Symptom (large cappuccino – also two sugars) seemed to have it all worked out in his mind, so I went along with it thinking it would be one of those things discussed but never actioned, but bugger me – we did it.


All the more amazing as well because with Ian as the vintage rider (he has been riding on 2 wheels for about 50 years) he has always omitted one thing – he has never bothered to pass his driving test and therefore has single-handedly kept a small family run business in South Wales (the one that makes L-plates) in business all that time. The trip to and from the highlands was destined therefore to be sans-motorway, A roads and B roads all the way. (A good shout in the end – the scenery is so much better)

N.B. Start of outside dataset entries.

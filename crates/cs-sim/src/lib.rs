//! Discharge simulation for cellsim.
//!
//! Provides:
//! - `Simulator` coupling one battery and one load over fixed time steps
//! - `SampleSeries` index-aligned time, energy, voltage and current records
//! - Progress reporting for long runs

pub mod error;
pub mod progress;
pub mod series;
pub mod sim;

pub use error::{SimError, SimResult};
pub use progress::SimProgress;
pub use series::{BatteryState, SampleSeries};
pub use sim::{SimOptions, SimOutcome, Simulator, StopReason};
//! Error types for battery and load models.

use cs_core::error::CsError;
use thiserror::Error;

/// Errors that can occur while evaluating a model.
#[derive(Error, Debug, Clone, PartialEq)]
pub enum ModelError {
    #[error("Invalid parameter: {what}")]
    InvalidParameter { what: &'static str },

    #[error("Non-physical value: {what}")]
    NonPhysical { what: &'static str },

    /// The battery cannot sustain the requested current any longer.
    #[error("Battery depleted at depth of discharge {depth_of_discharge:.4} ({voltage:.4} V)")]
    Depleted {
        depth_of_discharge: f64,
        voltage: f64,
    },
}

pub type ModelResult<T> = Result<T, ModelError>;

impl From<CsError> for ModelError {
    fn from(e: CsError) -> Self {
        match e {
            CsError::NonFinite { what, .. } => ModelError::InvalidParameter { what },
            CsError::InvalidArg { what } => ModelError::InvalidParameter { what },
            CsError::Invariant { what } => ModelError::NonPhysical { what },
        }
    }
}

impl ModelError {
    pub fn is_depleted(&self) -> bool {
        matches!(self, ModelError::Depleted { .. })
    }
}

#[cfg(test)]
mod tests {
    use super::*;

    #[test]
    fn error_display() {
        let err = ModelError::InvalidParameter {
            what: "resistance must be positive",
        };
        assert!(err.to_string().contains("resistance"));

        let err = ModelError::Depleted {
            depth_of_discharge: 0.97,
            voltage: 0.89,
        };
        assert!(err.to_string().contains("0.9700"));
        assert!(err.is_depleted());
    }

    #[test]
    fn error_conversion() {
        let core_err = CsError::InvalidArg { what: "dt" };
        let model_err: ModelError = core_err.into();
        assert_eq!(model_err, ModelError::InvalidParameter { what: "dt" });
        assert!(!model_err.is_depleted());
    }
}
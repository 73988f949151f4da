use thiserror::Error;

pub type CsResult<T> = Result<T, CsError>;

#[derive(Error, Debug, Clone, PartialEq)]
pub enum CsError {
    #[error("Non-finite numeric value for {what}: {value}")]
    NonFinite { what: &'static str, value: f64 },

    #[error("Invalid argument: {what}")]
    InvalidArg { what: &'static str },

    #[error("Invariant violated: {what}")]
    Invariant { what: &'static str },
}
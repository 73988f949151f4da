//! Integration tests: alkaline cell driven by the load models by hand.

use cs_core::units::{s, si};
use cs_models::{
    Alkaline, AlkalineParams, BatteryModel, ConstantCurrentLoad, ConstantPowerLoad, LoadModel,
    ModelError, ResistorLoad,
};

/// Drive a cell until it reports depletion, returning the voltages seen.
fn discharge(battery: &mut dyn BatteryModel, load: &dyn LoadModel, dt: f64) -> Vec<f64> {
    let mut voltages = vec![si::volts_of(battery.terminal_voltage())];
    loop {
        let current = load.current_for(battery.terminal_voltage()).unwrap();
        match battery.voltage_and_energy(current, s(dt)) {
            Ok((u, _)) => voltages.push(si::volts_of(u)),
            Err(ModelError::Depleted { .. }) => break,
            Err(e) => panic!("unexpected model error: {e}"),
        }
        assert!(voltages.len() < 1_000_000, "discharge did not terminate");
    }
    voltages
}

#[test]
fn resistor_discharge_ends_below_cutoff() {
    let mut cell = Alkaline::default();
    let load = ResistorLoad::new(10.0).unwrap();

    let voltages = discharge(&mut cell, &load, 10.0);

    let cutoff = si::volts_of(cell.cutoff_voltage());
    assert!(*voltages.last().unwrap() < cutoff);
    assert!(voltages.windows(2).all(|w| w[1] <= w[0]));
    assert!(cell.depth_of_discharge().value < 1.0);
}

#[test]
fn heavier_load_depletes_sooner() {
    let mut light = Alkaline::default();
    let mut heavy = Alkaline::default();

    let n_light = discharge(&mut light, &ResistorLoad::new(20.0).unwrap(), 10.0).len();
    let n_heavy = discharge(&mut heavy, &ResistorLoad::new(5.0).unwrap(), 10.0).len();

    assert!(n_heavy < n_light);
}

#[test]
fn constant_loads_discharge_to_depletion() {
    let mut cell = Alkaline::default();
    let v = discharge(&mut cell, &ConstantCurrentLoad::new(0.5).unwrap(), 10.0);
    assert!(v.len() > 1);

    let mut cell = Alkaline::default();
    let v = discharge(&mut cell, &ConstantPowerLoad::new(0.2).unwrap(), 10.0);
    assert!(v.len() > 1);
}

#[test]
fn boxed_models_dispatch() {
    let mut battery: Box<dyn BatteryModel> = Box::new(
        Alkaline::new(AlkalineParams::default())
            .unwrap()
            .with_name("aa-cell"),
    );
    let load: Box<dyn LoadModel> = Box::new(ResistorLoad::new(10.0).unwrap());

    assert_eq!(battery.name(), "aa-cell");
    assert_eq!(load.name(), "resistor");

    let i = load.current_for(battery.terminal_voltage()).unwrap();
    assert!((si::amps_of(i) - 0.16).abs() < 1e-12);
    battery.voltage_and_energy(i, s(1.0)).unwrap();
    assert!(battery.depth_of_discharge().value > 0.0);
}
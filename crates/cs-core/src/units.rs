// cs-core/src/units.rs

use uom::si::f64::{
    ElectricCharge as UomElectricCharge, ElectricCurrent as UomElectricCurrent,
    ElectricPotential as UomElectricPotential, ElectricalResistance as UomElectricalResistance,
    Energy as UomEnergy, Power as UomPower, Ratio as UomRatio, Time as UomTime,
};

// Public canonical unit types (SI, f64)
pub type Charge = UomElectricCharge;
pub type Current = UomElectricCurrent;
pub type Voltage = UomElectricPotential;
pub type Resistance = UomElectricalResistance;
pub type Energy = UomEnergy;
pub type Power = UomPower;
pub type Ratio = UomRatio;
pub type Time = UomTime;

#[inline]
pub fn volts(v: f64) -> Voltage {
    use uom::si::electric_potential::volt;
    Voltage::new::<volt>(v)
}

#[inline]
pub fn amps(v: f64) -> Current {
    use uom::si::electric_current::ampere;
    Current::new::<ampere>(v)
}

#[inline]
pub fn ohms(v: f64) -> Resistance {
    use uom::si::electrical_resistance::ohm;
    Resistance::new::<ohm>(v)
}

#[inline]
pub fn joules(v: f64) -> Energy {
    use uom::si::energy::joule;
    Energy::new::<joule>(v)
}

#[inline]
pub fn watts(v: f64) -> Power {
    use uom::si::power::watt;
    Power::new::<watt>(v)
}

#[inline]
pub fn amp_hours(v: f64) -> Charge {
    use uom::si::electric_charge::ampere_hour;
    Charge::new::<ampere_hour>(v)
}

#[inline]
pub fn s(v: f64) -> Time {
    use uom::si::time::second;
    Time::new::<second>(v)
}

#[inline]
pub fn unitless(v: f64) -> Ratio {
    use uom::si::ratio::ratio;
    Ratio::new::<ratio>(v)
}

/// Raw SI accessors for the f64 series the simulator records.
pub mod si {
    use super::*;

    #[inline]
    pub fn volts_of(v: Voltage) -> f64 {
        v.get::<uom::si::electric_potential::volt>()
    }

    #[inline]
    pub fn amps_of(i: Current) -> f64 {
        i.get::<uom::si::electric_current::ampere>()
    }

    #[inline]
    pub fn ohms_of(r: Resistance) -> f64 {
        r.get::<uom::si::electrical_resistance::ohm>()
    }

    #[inline]
    pub fn joules_of(e: Energy) -> f64 {
        e.get::<uom::si::energy::joule>()
    }

    #[inline]
    pub fn watts_of(p: Power) -> f64 {
        p.get::<uom::si::power::watt>()
    }

    #[inline]
    pub fn seconds_of(t: Time) -> f64 {
        t.get::<uom::si::time::second>()
    }

    #[inline]
    pub fn coulombs_of(q: Charge) -> f64 {
        q.get::<uom::si::electric_charge::coulomb>()
    }
}

/// Display conversions used when reporting series (s -> h, W·s -> Wh, A -> mA).
pub mod display {
    use super::*;

    #[inline]
    pub fn to_hours(seconds: f64) -> f64 {
        s(seconds).get::<uom::si::time::hour>()
    }

    #[inline]
    pub fn to_watt_hours(watt_seconds: f64) -> f64 {
        joules(watt_seconds).get::<uom::si::energy::watt_hour>()
    }

    #[inline]
    pub fn to_milliamps(amperes: f64) -> f64 {
        amps(amperes).get::<uom::si::electric_current::milliampere>()
    }
}

pub use display::{to_hours, to_milliamps, to_watt_hours};
//! Open-circuit voltage as a function of depth of discharge.

use crate::error::{ModelError, ModelResult};
use cs_core::numeric::lerp;

/// Piecewise-linear discharge curve: open-circuit voltage (V) against depth
/// of discharge in [0, 1].
///
/// Anchors are sorted by strictly increasing depth, start at 0 and end at 1,
/// and voltage never rises with depth.
#[derive(Debug, Clone, PartialEq)]
pub struct DischargeCurve {
    points: Vec<(f64, f64)>,
}

impl DischargeCurve {
    /// Create a curve from `(depth_of_discharge, volts)` anchors.
    ///
    /// # Errors
    /// `InvalidParameter` if fewer than two anchors are given, the anchors do
    /// not span [0, 1] in strictly increasing depth, any voltage is negative or
    /// non-finite, or voltage increases with depth.
    pub fn new(points: Vec<(f64, f64)>) -> ModelResult<Self> {
        if points.len() < 2 {
            return Err(ModelError::InvalidParameter {
                what: "discharge curve needs at least two points",
            });
        }
        if points
            .iter()
            .any(|&(d, v)| !d.is_finite() || !v.is_finite() || v < 0.0)
        {
            return Err(ModelError::InvalidParameter {
                what: "discharge curve points must be finite with non-negative voltage",
            });
        }
        let first = points[0].0;
        let last = points[points.len() - 1].0;
        if first != 0.0 || last != 1.0 {
            return Err(ModelError::InvalidParameter {
                what: "discharge curve must span depth of discharge 0 to 1",
            });
        }
        for pair in points.windows(2) {
            let (d0, v0) = pair[0];
            let (d1, v1) = pair[1];
            if d1 <= d0 {
                return Err(ModelError::InvalidParameter {
                    what: "discharge curve depth must be strictly increasing",
                });
            }
            if v1 > v0 {
                return Err(ModelError::InvalidParameter {
                    what: "discharge curve voltage must not increase with depth",
                });
            }
        }
        Ok(Self { points })
    }

    /// Typical AA alkaline (Zn/MnO2) open-circuit profile.
    ///
    /// Fresh cells sit near 1.6 V, slope through a long 1.4-1.1 V region and
    /// collapse past 90 % depth of discharge, ending at 0.8 V.
    pub fn alkaline() -> Self {
        Self {
            points: vec![
                (0.00, 1.60),
                (0.05, 1.50),
                (0.20, 1.40),
                (0.40, 1.30),
                (0.60, 1.22),
                (0.80, 1.12),
                (0.90, 1.03),
                (0.95, 0.95),
                (1.00, 0.80),
            ],
        }
    }

    /// Open-circuit voltage at the given depth of discharge (clamped to [0, 1]).
    pub fn voltage_at(&self, depth_of_discharge: f64) -> f64 {
        let d = depth_of_discharge.clamp(0.0, 1.0);
        // First anchor strictly beyond d; the segment ends there.
        let idx = self
            .points
            .partition_point(|&(depth, _)| depth <= d)
            .clamp(1, self.points.len() - 1);
        let (d0, v0) = self.points[idx - 1];
        let (d1, v1) = self.points[idx];
        lerp(d0, v0, d1, v1, d)
    }

    /// Anchors of the curve.
    pub fn points(&self) -> &[(f64, f64)] {
        &self.points
    }

    /// Open-circuit voltage of a full cell.
    pub fn full_voltage(&self) -> f64 {
        self.points[0].1
    }

    /// Open-circuit voltage of an empty cell.
    pub fn empty_voltage(&self) -> f64 {
        self.points[self.points.len() - 1].1
    }
}

impl Default for DischargeCurve {
    fn default() -> Self {
        Self::alkaline()
    }
}

#[cfg(test)]
mod tests {
    use super::*;

    #[test]
    fn alkaline_curve_is_valid() {
        let curve = DischargeCurve::alkaline();
        assert!(DischargeCurve::new(curve.points().to_vec()).is_ok());
        assert_eq!(curve.full_voltage(), 1.60);
        assert_eq!(curve.empty_voltage(), 0.80);
    }

    #[test]
    fn interpolates_between_anchors() {
        let curve = DischargeCurve::new(vec![(0.0, 1.5), (0.5, 1.3), (1.0, 0.9)]).unwrap();
        assert!((curve.voltage_at(0.25) - 1.4).abs() < 1e-12);
        assert!((curve.voltage_at(0.75) - 1.1).abs() < 1e-12);
        assert_eq!(curve.voltage_at(0.5), 1.3);
    }

    #[test]
    fn clamps_outside_range() {
        let curve = DischargeCurve::alkaline();
        assert_eq!(curve.voltage_at(-0.5), 1.60);
        assert_eq!(curve.voltage_at(0.0), 1.60);
        assert_eq!(curve.voltage_at(1.0), 0.80);
        assert_eq!(curve.voltage_at(2.0), 0.80);
    }

    #[test]
    fn rejects_bad_curves() {
        assert!(DischargeCurve::new(vec![(0.0, 1.5)]).is_err());
        assert!(DischargeCurve::new(vec![(0.1, 1.5), (1.0, 1.0)]).is_err());
        assert!(DischargeCurve::new(vec![(0.0, 1.5), (0.9, 1.0)]).is_err());
        assert!(DischargeCurve::new(vec![(0.0, 1.5), (0.5, 1.2), (0.5, 1.1), (1.0, 1.0)]).is_err());
        assert!(DischargeCurve::new(vec![(0.0, 1.0), (1.0, 1.2)]).is_err());
        assert!(DischargeCurve::new(vec![(0.0, f64::NAN), (1.0, 1.0)]).is_err());
    }
}

#[cfg(test)]
mod proptests {
    use super::*;
    use proptest::prelude::*;

    proptest! {
        #[test]
        fn alkaline_curve_is_non_increasing(a in 0.0_f64..=1.0, b in 0.0_f64..=1.0) {
            let curve = DischargeCurve::alkaline();
            let (lo, hi) = if a <= b { (a, b) } else { (b, a) };
            prop_assert!(curve.voltage_at(hi) <= curve.voltage_at(lo) + 1e-12);
        }
    }
}
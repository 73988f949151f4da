//! cs-project: scenario file format, validation and compilation.

pub mod compile;
pub mod schema;
pub mod validate;

pub use compile::{CompiledScenario, DynSimulator, compile_scenario, run_scenario};
pub use schema::*;
pub use validate::{ValidationError, validate_scenario};

pub const LATEST_VERSION: u32 = 1;

pub type ProjectResult<T> = Result<T, ProjectError>;

#[derive(thiserror::Error, Debug)]
pub enum ProjectError {
    #[error("Validation error: {0}")]
    Validation(#[from] ValidationError),

    #[error("Model error: {0}")]
    Model(#[from] cs_models::ModelError),

    #[error("Simulation error: {0}")]
    Sim(#[from] cs_sim::SimError),

    #[error("I/O error: {0}")]
    Io(#[from] std::io::Error),

    #[error("YAML error: {0}")]
    Yaml(#[from] serde_yaml::Error),

    #[error("JSON error: {0}")]
    Json(#[from] serde_json::Error),
}

pub fn from_yaml_str(content: &str) -> ProjectResult<Scenario> {
    let scenario: Scenario = serde_yaml::from_str(content)?;
    validate_scenario(&scenario)?;
    Ok(scenario)
}

pub fn from_json_str(content: &str) -> ProjectResult<Scenario> {
    let scenario: Scenario = serde_json::from_str(content)?;
    validate_scenario(&scenario)?;
    Ok(scenario)
}

pub fn to_yaml_string(scenario: &Scenario) -> ProjectResult<String> {
    validate_scenario(scenario)?;
    Ok(serde_yaml::to_string(scenario)?)
}

pub fn load_yaml(path: &std::path::Path) -> ProjectResult<Scenario> {
    let content = std::fs::read_to_string(path)?;
    from_yaml_str(&content)
}

pub fn load_json(path: &std::path::Path) -> ProjectResult<Scenario> {
    let content = std::fs::read_to_string(path)?;
    from_json_str(&content)
}
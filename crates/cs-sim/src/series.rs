//! Discharge samples and their index-aligned series.

use crate::error::{SimError, SimResult};

/// System state at one instant of a run, in SI units.
#[derive(Clone, Copy, Debug, PartialEq)]
#[cfg_attr(feature = "serde", derive(serde::Serialize, serde::Deserialize))]
pub struct BatteryState {
    /// Elapsed time (s)
    pub t_s: f64,
    /// Cumulative energy delivered (W·s)
    pub energy_ws: f64,
    /// Terminal voltage (V)
    pub voltage_v: f64,
    /// Current drawn (A)
    pub current_a: f64,
}

/// Four parallel sequences describing a discharge run.
///
/// Sample `i` of every sequence belongs to the same instant. All sequences
/// have equal length; time and cumulative energy never decrease.
#[derive(Clone, Debug, Default, PartialEq)]
#[cfg_attr(feature = "serde", derive(serde::Serialize, serde::Deserialize))]
pub struct SampleSeries {
    t: Vec<f64>,
    energy: Vec<f64>,
    voltage: Vec<f64>,
    current: Vec<f64>,
}

impl SampleSeries {
    pub fn new() -> Self {
        Self::default()
    }

    pub fn with_capacity(capacity: usize) -> Self {
        Self {
            t: Vec::with_capacity(capacity),
            energy: Vec::with_capacity(capacity),
            voltage: Vec::with_capacity(capacity),
            current: Vec::with_capacity(capacity),
        }
    }

    /// Append a sample.
    ///
    /// # Errors
    /// `Invariant` if any value is non-finite, or if time or energy would
    /// decrease.
    pub fn push(&mut self, sample: BatteryState) -> SimResult<()> {
        let BatteryState {
            t_s,
            energy_ws,
            voltage_v,
            current_a,
        } = sample;
        if ![t_s, energy_ws, voltage_v, current_a]
            .iter()
            .all(|v| v.is_finite())
        {
            return Err(SimError::Invariant {
                what: "sample values must be finite",
            });
        }
        if let Some(last) = self.last() {
            if t_s < last.t_s {
                return Err(SimError::Invariant {
                    what: "time must not decrease",
                });
            }
            if energy_ws < last.energy_ws {
                return Err(SimError::Invariant {
                    what: "cumulative energy must not decrease",
                });
            }
        }
        self.t.push(t_s);
        self.energy.push(energy_ws);
        self.voltage.push(voltage_v);
        self.current.push(current_a);
        Ok(())
    }

    pub fn len(&self) -> usize {
        self.t.len()
    }

    pub fn is_empty(&self) -> bool {
        self.t.is_empty()
    }

    pub fn get(&self, index: usize) -> Option<BatteryState> {
        Some(BatteryState {
            t_s: *self.t.get(index)?,
            energy_ws: self.energy[index],
            voltage_v: self.voltage[index],
            current_a: self.current[index],
        })
    }

    pub fn first(&self) -> Option<BatteryState> {
        self.get(0)
    }

    pub fn last(&self) -> Option<BatteryState> {
        self.len().checked_sub(1).and_then(|i| self.get(i))
    }

    pub fn iter(&self) -> impl Iterator<Item = BatteryState> + '_ {
        (0..self.len()).filter_map(|i| self.get(i))
    }

    /// Elapsed time (s)
    pub fn t(&self) -> &[f64] {
        &self.t
    }

    /// Cumulative energy delivered (W·s)
    pub fn energy(&self) -> &[f64] {
        &self.energy
    }

    /// Terminal voltage (V)
    pub fn voltage(&self) -> &[f64] {
        &self.voltage
    }

    /// Current drawn (A)
    pub fn current(&self) -> &[f64] {
        &self.current
    }

    /// Split into `(t, energy, voltage, current)` columns.
    pub fn into_columns(self) -> (Vec<f64>, Vec<f64>, Vec<f64>, Vec<f64>) {
        (self.t, self.energy, self.voltage, self.current)
    }
}
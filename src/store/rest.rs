//! Document store over plain HTTPS + JSON.
//!
//! Endpoints, relative to the configured base URL:
//!
//! - `GET    v1/{collection}`       -> `{"documents": [{"id": .., "data": ..}]}`
//! - `POST   v1/{collection}`       -> the stored document
//! - `PUT    v1/{collection}/{id}`  -> the stored document
//! - `DELETE v1/{collection}/{id}`  -> any 2xx

use async_trait::async_trait;
use serde::Deserialize;
use serde_json::Value;
use url::Url;

use super::{Document, DocumentStore};
use crate::error::{Error, Result};
use crate::net::{HttpClient, HttpRequest, HttpResponse, Method};

#[derive(Debug, Deserialize)]
struct ListResponse {
  #[serde(default)]
  documents: Vec<Document>,
}

#[derive(Debug, Deserialize)]
struct ErrorBody {
  #[serde(default)]
  message: Option<String>,
  #[serde(default)]
  error: Option<ErrorDetail>,
}

#[derive(Debug, Deserialize)]
#[serde(untagged)]
enum ErrorDetail {
  Message { message: String },
  Text(String),
}

pub struct RestDocumentStore<H> {
  http: H,
  base_url: Url,
  token: Option<String>,
}

impl<H: HttpClient> RestDocumentStore<H> {
  pub fn new(http: H, base_url: Url, token: Option<String>) -> Self {
    Self {
      http,
      base_url,
      token,
    }
  }

  fn url(&self, segments: &[&str]) -> Result<String> {
    let mut url = self.base_url.clone();
    url
      .path_segments_mut()
      .map_err(|_| Error::Validation(format!("invalid backend URL {}", self.base_url)))?
      .pop_if_empty()
      .push("v1")
      .extend(segments);
    Ok(url.to_string())
  }

  fn request(&self, method: Method, url: String) -> HttpRequest {
    let request = HttpRequest::new(method, url).with_header("accept", "application/json");
    match &self.token {
      Some(token) => request.with_header("authorization", format!("Bearer {}", token)),
      None => request,
    }
  }

  async fn execute(&self, request: HttpRequest) -> Result<HttpResponse> {
    let response = self.http.send(request).await?;
    if response.is_success() {
      Ok(response)
    } else {
      Err(status_error(&response))
    }
  }
}

/// Map a non-2xx response onto the error taxonomy.
fn status_error(response: &HttpResponse) -> Error {
  let detail = error_message(response);
  let message = format!("HTTP {}: {}", response.status, detail);
  match response.status {
    401 | 403 => Error::Unauthorized(message),
    408 | 429 | 500..=599 => Error::TransientNetwork(message),
    _ => Error::Validation(message),
  }
}

fn error_message(response: &HttpResponse) -> String {
  if let Ok(body) = response.json::<ErrorBody>() {
    match (body.error, body.message) {
      (Some(ErrorDetail::Message { message }), _) => return message,
      (Some(ErrorDetail::Text(text)), _) => return text,
      (None, Some(message)) => return message,
      (None, None) => {}
    }
  }
  let text = response.text();
  let text = text.trim();
  if text.is_empty() {
    "no details".to_string()
  } else {
    text.chars().take(200).collect()
  }
}

fn decode<T: serde::de::DeserializeOwned>(response: &HttpResponse) -> Result<T> {
  response
    .json()
    .map_err(|e| Error::Decode(format!("{}", e)))
}

#[async_trait]
impl<H: HttpClient> DocumentStore for RestDocumentStore<H> {
  async fn list(&self, collection: &str) -> Result<Vec<Document>> {
    let url = self.url(&[collection])?;
    let response = self.execute(self.request(Method::Get, url)).await?;
    let list: ListResponse = decode(&response)?;
    Ok(list.documents)
  }

  async fn create(&self, collection: &str, data: Value) -> Result<Document> {
    let url = self.url(&[collection])?;
    let request = self.request(Method::Post, url).with_json(&data)?;
    let response = self.execute(request).await?;
    decode(&response)
  }

  async fn update(&self, collection: &str, id: &str, data: Value) -> Result<Document> {
    let url = self.url(&[collection, id])?;
    let request = self.request(Method::Put, url).with_json(&data)?;
    let response = self.execute(request).await?;
    decode(&response)
  }

  async fn delete(&self, collection: &str, id: &str) -> Result<()> {
    let url = self.url(&[collection, id])?;
    self.execute(self.request(Method::Delete, url)).await?;
    Ok(())
  }
}
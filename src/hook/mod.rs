//! Resource hooks: offline-tolerant access to one backend collection each.
//!
//! A hook loads its collection through the document store, falls back to
//! the local cache (then to a built-in dataset) when the backend can't be
//! reached, and turns writes made while offline into queued mutations that
//! are replayed in order once connectivity returns.

mod panel;
mod record;
mod resource;

pub use panel::{ResourcePanel, Row, SyncMark};
pub use record::RecordKey;
pub use resource::{HookContext, HookSettings, Resolution, ResourceHook};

We were close to a lot of the scenery. I have a question, why are farmers so smelly? Also – they all smell the same – do they buy the same aftershave. As yu ride past the farms the smell is awful, and made worse by tractors spreading their aftershave all over the grass.


The problem is – 500 miles doesn’t sound that far – but in the end it was 600 to the start point – 700 miles back from the end point and about 900 in-between messing about around the extreme northern coast of Scotland.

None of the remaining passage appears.